:: Your instructions ::
Could you filter the records below and keep only the lines with the word "params"?

[Start of section]

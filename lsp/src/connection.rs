//! JSON-RPC connection over a framed byte stream.
//!
//! One reader task decodes frames and routes them: responses resolve the
//! matching pending request, notifications go to the registered handler for
//! their kind, and server-initiated requests are answered from the request
//! handler registry. One writer task owns the outbound half of the pipe.

use std::collections::HashMap;
use std::sync::atomic::{AtomicBool, AtomicU64, Ordering};
use std::sync::{Arc, PoisonError, RwLock};
use std::time::Duration;

use serde_json::Value;
use tokio::io::{AsyncRead, AsyncWrite};
use tokio::sync::{Mutex, mpsc, oneshot};
use tokio::task::JoinHandle;

use crate::codec::{FrameReader, FrameWriter};
use crate::error::{LspError, Result};
use crate::protocol::{
    self, Notification, NotificationKind, Request, RequestKind, ResponseError, ServerNotification,
};

const WRITER_CHANNEL_CAPACITY: usize = 64;

pub(crate) type NotificationHandler = Arc<dyn Fn(ServerNotification) + Send + Sync>;
pub(crate) type RequestHandler =
    Arc<dyn Fn(Option<Value>) -> std::result::Result<Value, ResponseError> + Send + Sync>;

type PendingMap = Arc<Mutex<HashMap<u64, oneshot::Sender<Result<Value>>>>>;

enum WriterCommand {
    Send(Value),
    Shutdown,
}

/// Hand a reply to the writer without waiting; the reader must keep
/// draining the server while the writer is backed up.
fn queue_reply(writer_tx: &mpsc::Sender<WriterCommand>, reply: Value, name: &str) -> bool {
    match writer_tx.try_send(WriterCommand::Send(reply)) {
        Ok(()) => true,
        Err(mpsc::error::TrySendError::Full(_)) => {
            tracing::warn!("Writer queue for '{name}' is full, dropping a server request reply");
            false
        }
        Err(mpsc::error::TrySendError::Closed(_)) => false,
    }
}

enum IncomingFrame {
    Response {
        id: u64,
        outcome: Result<Value>,
    },
    ServerRequest {
        id: Value,
        method: String,
        params: Option<Value>,
    },
    Notification {
        method: String,
        params: Option<Value>,
    },
}

fn parse_incoming(frame: Value) -> Option<IncomingFrame> {
    let Value::Object(mut obj) = frame else {
        return None;
    };
    let method = obj
        .get("method")
        .and_then(Value::as_str)
        .map(String::from);
    let id = obj.remove("id").filter(|id| !id.is_null());

    match (id, method) {
        (Some(id), None) => {
            let id = id.as_u64()?;
            let outcome = if let Some(error) = obj.remove("error") {
                match serde_json::from_value::<ResponseError>(error) {
                    Ok(err) => Err(err.into()),
                    Err(e) => Err(LspError::Rpc {
                        code: protocol::INTERNAL_ERROR,
                        message: format!("malformed error object: {e}"),
                    }),
                }
            } else if let Some(result) = obj.remove("result") {
                Ok(result)
            } else {
                return None;
            };
            Some(IncomingFrame::Response { id, outcome })
        }
        (Some(id), Some(method)) => Some(IncomingFrame::ServerRequest {
            id,
            method,
            params: obj.remove("params"),
        }),
        (None, Some(method)) => Some(IncomingFrame::Notification {
            method,
            params: obj.remove("params"),
        }),
        (None, None) => None,
    }
}

#[derive(Default)]
struct Handlers {
    notifications: HashMap<NotificationKind, NotificationHandler>,
    requests: HashMap<RequestKind, RequestHandler>,
}

type SharedHandlers = Arc<RwLock<Handlers>>;

/// State shared between the connection and its reader task.
struct ReaderContext {
    name: String,
    pending: PendingMap,
    handlers: SharedHandlers,
    writer_tx: mpsc::Sender<WriterCommand>,
    closed: Arc<AtomicBool>,
}

pub(crate) struct Connection {
    name: String,
    writer_tx: mpsc::Sender<WriterCommand>,
    next_id: AtomicU64,
    pending: PendingMap,
    handlers: SharedHandlers,
    closed: Arc<AtomicBool>,
    request_timeout: Duration,
    reader_handle: JoinHandle<()>,
    writer_handle: JoinHandle<()>,
}

impl Connection {
    /// Start the reader and writer tasks over the given pipe halves.
    ///
    /// Must be called from within a Tokio runtime.
    pub fn new<R, W>(name: impl Into<String>, reader: R, writer: W, request_timeout: Duration) -> Self
    where
        R: AsyncRead + Unpin + Send + 'static,
        W: AsyncWrite + Unpin + Send + 'static,
    {
        let name = name.into();
        let pending: PendingMap = Arc::new(Mutex::new(HashMap::new()));
        let handlers: SharedHandlers = Arc::new(RwLock::new(Handlers::default()));
        let closed = Arc::new(AtomicBool::new(false));

        let (writer_tx, mut writer_rx) = mpsc::channel::<WriterCommand>(WRITER_CHANNEL_CAPACITY);
        let writer_name = name.clone();
        let writer_handle = tokio::spawn(async move {
            let mut writer = FrameWriter::new(writer);
            while let Some(cmd) = writer_rx.recv().await {
                match cmd {
                    WriterCommand::Send(frame) => {
                        if let Err(e) = writer.write_frame(&frame).await {
                            tracing::warn!("LSP write error for '{writer_name}': {e}");
                            break;
                        }
                    }
                    WriterCommand::Shutdown => break,
                }
            }
            let _ = writer.close().await;
        });

        let ctx = ReaderContext {
            name: name.clone(),
            pending: pending.clone(),
            handlers: handlers.clone(),
            writer_tx: writer_tx.clone(),
            closed: closed.clone(),
        };
        let reader_handle = tokio::spawn(async move {
            let mut reader = FrameReader::new(reader);
            loop {
                match reader.read_frame().await {
                    Ok(Some(body)) => Self::dispatch_frame(&body, &ctx).await,
                    Ok(None) => {
                        tracing::info!("LSP server '{}' closed stdout", ctx.name);
                        break;
                    }
                    Err(e) => {
                        tracing::warn!("LSP framing error for '{}': {e}", ctx.name);
                        break;
                    }
                }
            }
            fail_pending(&ctx.closed, &ctx.pending).await;
        });

        Self {
            name,
            writer_tx,
            next_id: AtomicU64::new(1),
            pending,
            handlers,
            closed,
            request_timeout,
            reader_handle,
            writer_handle,
        }
    }

    async fn dispatch_frame(body: &[u8], ctx: &ReaderContext) {
        let frame: Value = match serde_json::from_slice(body) {
            Ok(frame) => frame,
            Err(e) => {
                tracing::debug!("Dropping malformed JSON frame from '{}': {e}", ctx.name);
                return;
            }
        };
        let Some(incoming) = parse_incoming(frame) else {
            tracing::trace!("Ignoring malformed JSON-RPC frame from '{}'", ctx.name);
            return;
        };

        match incoming {
            IncomingFrame::Response { id, outcome } => {
                let sender = ctx.pending.lock().await.remove(&id);
                match sender {
                    Some(tx) => {
                        let _ = tx.send(outcome);
                    }
                    None => {
                        tracing::trace!("Dropping response for unknown or expired id {id}");
                    }
                }
            }
            IncomingFrame::ServerRequest { id, method, params } => {
                let handler = RequestKind::from_method(&method).and_then(|kind| {
                    ctx.handlers
                        .read()
                        .unwrap_or_else(PoisonError::into_inner)
                        .requests
                        .get(&kind)
                        .cloned()
                });
                let outcome = match handler {
                    Some(handler) => handler(params),
                    None => {
                        tracing::debug!(
                            "LSP '{}' sent request: {method}, replying method not found",
                            ctx.name
                        );
                        Err(ResponseError::method_not_found(&method))
                    }
                };
                queue_reply(&ctx.writer_tx, protocol::response(id, outcome), &ctx.name);
            }
            IncomingFrame::Notification { method, params } => {
                let Some(kind) = NotificationKind::from_method(&method) else {
                    tracing::trace!("Ignoring notification from '{}': {method}", ctx.name);
                    return;
                };
                let handler = ctx
                    .handlers
                    .read()
                    .unwrap_or_else(PoisonError::into_inner)
                    .notifications
                    .get(&kind)
                    .cloned();
                let Some(handler) = handler else {
                    tracing::trace!("No handler for '{method}' from '{}'", ctx.name);
                    return;
                };
                match ServerNotification::decode(kind, params) {
                    Ok(notification) => handler(notification),
                    Err(e) => {
                        tracing::debug!("Failed to parse {method} from '{}': {e}", ctx.name);
                    }
                }
            }
        }
    }

    /// Register the handler for a notification kind, replacing any previous one.
    pub fn on_notification(&self, kind: NotificationKind, handler: NotificationHandler) {
        self.handlers
            .write()
            .unwrap_or_else(PoisonError::into_inner)
            .notifications
            .insert(kind, handler);
    }

    /// Register the handler for a server-initiated request kind, replacing any
    /// previous one.
    pub fn on_request(&self, kind: RequestKind, handler: RequestHandler) {
        self.handlers
            .write()
            .unwrap_or_else(PoisonError::into_inner)
            .requests
            .insert(kind, handler);
    }

    /// Send a request and wait for the matching response.
    ///
    /// `timeout` overrides the connection's default request timeout. On
    /// timeout the pending slot is discarded, so a late response is dropped.
    pub async fn send_request(
        &self,
        method: &str,
        params: Option<Value>,
        timeout: Option<Duration>,
    ) -> Result<Value> {
        let id = self.next_id.fetch_add(1, Ordering::Relaxed);
        let timeout = timeout.unwrap_or(self.request_timeout);

        let (tx, rx) = oneshot::channel();
        self.pending.lock().await.insert(id, tx);

        if self.closed.load(Ordering::SeqCst) {
            self.pending.lock().await.remove(&id);
            return Err(LspError::ConnectionClosed);
        }

        let request = Request::new(id, method, params);
        let frame = serde_json::to_value(&request).map_err(|e| LspError::protocol(method, e))?;
        if self
            .writer_tx
            .send(WriterCommand::Send(frame))
            .await
            .is_err()
        {
            self.pending.lock().await.remove(&id);
            return Err(LspError::ConnectionClosed);
        }

        match tokio::time::timeout(timeout, rx).await {
            Ok(Ok(outcome)) => outcome,
            Ok(Err(_)) => {
                self.pending.lock().await.remove(&id);
                Err(LspError::ConnectionClosed)
            }
            Err(_) => {
                self.pending.lock().await.remove(&id);
                tracing::debug!("LSP '{}' request {method} (id {id}) timed out", self.name);
                Err(LspError::RequestTimeout {
                    method: method.to_string(),
                    timeout,
                })
            }
        }
    }

    /// Send a notification. Does not wait for the server.
    pub async fn send_notification(&self, method: &str, params: Option<Value>) -> Result<()> {
        let notification = Notification::new(method, params);
        let frame =
            serde_json::to_value(&notification).map_err(|e| LspError::protocol(method, e))?;
        self.writer_tx
            .send(WriterCommand::Send(frame))
            .await
            .map_err(|_| LspError::ConnectionClosed)
    }

    /// Whether the reader has stopped or `close` was called.
    pub fn is_closed(&self) -> bool {
        self.closed.load(Ordering::SeqCst)
    }

    /// Stop both tasks and fail every pending request with `ConnectionClosed`.
    ///
    /// Queued outbound frames are flushed before the write pipe is closed.
    pub async fn close(&self) {
        let _ = self.writer_tx.send(WriterCommand::Shutdown).await;
        self.reader_handle.abort();
        fail_pending(&self.closed, &self.pending).await;
    }
}

impl Drop for Connection {
    fn drop(&mut self) {
        self.reader_handle.abort();
        self.writer_handle.abort();
    }
}

async fn fail_pending(closed: &AtomicBool, pending: &PendingMap) {
    closed.store(true, Ordering::SeqCst);
    let drained: Vec<_> = pending.lock().await.drain().collect();
    for (_, tx) in drained {
        let _ = tx.send(Err(LspError::ConnectionClosed));
    }
}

[End of section]

:: Solution to the exercise ::
        params: Option<Value>,
        params: Option<Value>,
            params: obj.remove("params"),
            params: obj.remove("params"),
            IncomingFrame::ServerRequest { id, method, params } => {
                    Some(handler) => handler(params),
            IncomingFrame::Notification { method, params } => {
                match ServerNotification::decode(kind, params) {
        params: Option<Value>,
        let request = Request::new(id, method, params);
    pub async fn send_notification(&self, method: &str, params: Option<Value>) -> Result<()> {
        let notification = Notification::new(method, params);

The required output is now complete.